American Guarantee & Liability Insurance v. United States Fidelity & Guaranty Co.
668 F.3d 991
8th Cir.2012Background
- Excess insurer Zurich and primary insurer USF&G insured CF, whose tractor-trailer involvement in a fatal Missouri accident led to a large verdict against CF.
- CF carried a five-million-dollar primary policy with USF&G (fronting) and two excess layers, including Zurich's fifty-million-dollar policy.
- CF filed for bankruptcy in 2002; CF Trust later managed remaining CF assets and disputes to maximize value for creditors.
- In 2004–2005, a global mediation and subsequent settlements reduced exposure; verdicts totaled about $46.06 million, with post-trial reductions and set-offs leaving Zurich exposed to $17 million.
- Zurich sued USF&G for bad faith failure to settle within policy limits; USF&G sought dismissal/transfer; the actions were consolidated in Missouri.

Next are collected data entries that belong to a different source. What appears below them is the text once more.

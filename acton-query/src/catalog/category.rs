//! Product categories

use once_cell::sync::Lazy;
use serde::{Deserialize, Serialize};

use crate::hierarchy::{Hierarchical, MinimalNode};
use crate::repository::{Entity, RepositoryResult, Violation};
use crate::specification::{
    Criteria, OrderDirection, PageRequest, Predicate, QuerySettings, SortFields, Specification,
};

/// Category identifier
pub type CategoryId = u64;

/// A node in the category tree
#[derive(Debug, Clone, PartialEq, Eq, Serialize, Deserialize)]
pub struct Category {
    pub id: CategoryId,
    pub name: String,
    #[serde(default, skip_serializing_if = "Option::is_none")]
    pub description: Option<String>,
    #[serde(default, skip_serializing_if = "Option::is_none")]
    pub parent_id: Option<CategoryId>,
}

impl Entity for Category {
    type Id = CategoryId;
    const TYPE_NAME: &'static str = "Category";

    fn id(&self) -> &CategoryId {
        &self.id
    }

    fn validate(&self) -> Result<(), Violation> {
        if self.name.trim().is_empty() {
            return Err(Violation::new("name", "must not be empty"));
        }
        if self.parent_id == Some(self.id) {
            return Err(Violation::new("parent_id", "cannot be its own parent"));
        }
        Ok(())
    }
}

impl Hierarchical for Category {
    fn node(&self) -> MinimalNode<CategoryId> {
        MinimalNode::new(self.id, self.name.clone(), self.parent_id)
    }
}

/// Fields a category listing may be sorted by
pub static CATEGORY_SORT_FIELDS: Lazy<SortFields<Category>> = Lazy::new(|| {
    SortFields::new()
        .field("id", |c: &Category| c.id.into())
        .field("name", |c: &Category| c.name.to_lowercase().into())
});

/// Caller-facing category listing parameters
#[derive(Debug, Clone, Default, PartialEq, Eq, Serialize, Deserialize)]
#[serde(default)]
pub struct CategoryFilter {
    /// Case-insensitive name substring
    pub name: Option<String>,
    /// Only direct children of this category
    pub parent_id: Option<CategoryId>,
    /// Sort field; defaults to `id`
    pub sort: Option<String>,
    pub order: OrderDirection,
    #[serde(flatten)]
    pub page: PageRequest,
}

impl CategoryFilter {
    /// Translate the parameters into a category specification
    pub fn into_specification(
        self,
        settings: &QuerySettings,
    ) -> RepositoryResult<Specification<Category>> {
        let criteria = Criteria::new()
            .and_some(self.name, |name| {
                Predicate::contains_text(|c: &Category| Some(c.name.as_str()), name)
            })
            .and_some(self.parent_id, |parent| {
                Predicate::eq(|c: &Category| &c.parent_id, Some(parent))
            });

        let mut builder = Specification::builder().named("categories");
        if !criteria.is_empty() {
            builder = builder.filter(criteria.build());
        }
        builder
            .order_by_field(
                &CATEGORY_SORT_FIELDS,
                self.sort.as_deref().unwrap_or("id"),
                self.order,
            )
            .page_request(self.page, settings)
            .build()
    }
}
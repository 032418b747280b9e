//! Specification evaluation
//!
//! The evaluator is the only place a [`Specification`] is translated into a
//! result sequence. It runs four stages in a fixed order:
//!
//! 1. filter, pushed down to [`DataSource::scan`]
//! 2. include, through [`DataSource::attach`] for each requested path
//! 3. order, a stable sort on the resolved key
//! 4. page, skip then take
//!
//! Counting runs the filter stage alone, so a specification's total does not
//! depend on its ordering or paging. Evaluation is a pure read and never
//! mutates the source.

use tokio_util::sync::CancellationToken;

use crate::repository::{DataSource, Entity, RepositoryError, RepositoryOperation, RepositoryResult};
use crate::specification::{OrderBy, Paging, Specification};

/// Run a specification against a data source
pub async fn evaluate<T, S>(
    source: &S,
    spec: &Specification<T>,
    cancel: &CancellationToken,
) -> RepositoryResult<Vec<T>>
where
    T: Entity,
    S: DataSource<T>,
{
    let mut items = source.scan(spec.filter(), cancel).await?;

    for path in spec.includes() {
        ensure_live(cancel, RepositoryOperation::Include)?;
        source.attach(&mut items, path, cancel).await?;
    }

    ensure_live(cancel, RepositoryOperation::FindBySpecification)?;
    if let Some(order) = spec.order() {
        items = self::order(items, order);
    }
    if let Some(paging) = spec.paging() {
        items = page(items, paging);
    }
    Ok(items)
}

/// Count entities matching a specification's filter
///
/// Ordering, includes and paging are ignored.
pub async fn count<T, S>(
    source: &S,
    spec: &Specification<T>,
    cancel: &CancellationToken,
) -> RepositoryResult<u64>
where
    T: Entity,
    S: DataSource<T>,
{
    source.count(spec.filter(), cancel).await
}

/// Stable sort by the ordering's key
///
/// Each key is computed once. Entities with equal keys keep their relative
/// order in both directions.
///
/// # Example
///
/// ```rust
/// use acton_query::evaluator::order;
/// use acton_query::specification::{OrderDirection, SortFields};
///
/// let fields = SortFields::new().field("len", |s: &String| (s.len() as i64).into());
/// let by_len = fields.resolve("len", OrderDirection::Descending).unwrap();
///
/// let words: Vec<String> = ["bb", "a", "cc", "ddd"].map(String::from).into();
/// let sorted = order(words, &by_len);
/// assert_eq!(sorted, ["ddd", "bb", "cc", "a"]);
/// ```
pub fn order<T>(items: Vec<T>, order: &OrderBy<T>) -> Vec<T> {
    let direction = order.direction();
    let mut keyed: Vec<_> = items
        .into_iter()
        .map(|item| (order.key(&item), item))
        .collect();
    // `sort_by` is stable, and reversing the comparison (not the output)
    // keeps ties in input order for descending sorts too.
    keyed.sort_by(|(a, _), (b, _)| direction.apply(a.cmp(b)));
    keyed.into_iter().map(|(_, item)| item).collect()
}

/// Skip then take
///
/// A skip past the end yields an empty page.
pub fn page<T>(items: Vec<T>, paging: Paging) -> Vec<T> {
    let skip = usize::try_from(paging.skip).unwrap_or(usize::MAX);
    let take = usize::try_from(paging.take).unwrap_or(usize::MAX);
    items.into_iter().skip(skip).take(take).collect()
}

fn ensure_live(cancel: &CancellationToken, operation: RepositoryOperation) -> RepositoryResult<()> {
    if cancel.is_cancelled() {
        Err(RepositoryError::cancelled(operation))
    } else {
        Ok(())
    }
}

- The district court applied Missouri law, granting summary judgment for USF&G, holding Missouri law barred Zurich’s direct bad-faith claim by an excess carrier and required a demand from the insured; Zurich appealed.
Issues
| Issue | Plaintiff's Argument | Defendant's Argument | Held |
|---|---|---|---|
| What law governs the bad-faith claim? | Zurich: Washington law applies due to CF’s prior Washington connections. | USF&G: Missouri law governs under forum choice rules. | Missouri law applies. |
| Does Ganaway/ demand requirement apply to a bad-faith claim by an excess carrier? | Zurich argues Ganaway exception or other facts create a genuine dispute on demand. | CF Trust failure to demand within policy limits defeats bad-faith claim under Missouri law. | No demand within policy limits; claim fails under Missouri law. |
| Can Zurich bring a direct bad-faith claim against USF&G or rely on equitable subrogation in Missouri? | Equitable subrogation permits a direct insurer-to-insurer claim. | Missouri law does not recognize a direct duty between primary and excess insurers absent a valid demand; subrogation not reached. | Affirmed summary judgment; issue not reached because demand failure defeats the claim. |
| Did the district court properly determine the place where the relationship and contacts are centered for choice-of-law purposes? | Washington has significant ties due to CF’s former operations. | Missouri has the more significant relationship due to underlying litigation and conduct. | District court did not err; Missouri law applies. |
| Was there a genuine issue of material fact on whether the CF Trust’s participation created a demand obligation? | Disputes about whether the Trust was kept advised and had authority to demand. | Trust controlled settlement decisions and could have demanded within policy limits but did not. | No genuine issue; Trust did not demand within policy limits. |
Key Cases Cited
- Birnstill v. Home Sav. of Am., 907 F.2d 795 (8th Cir. 1990) (injury location under §145 is significant in choice-of-law)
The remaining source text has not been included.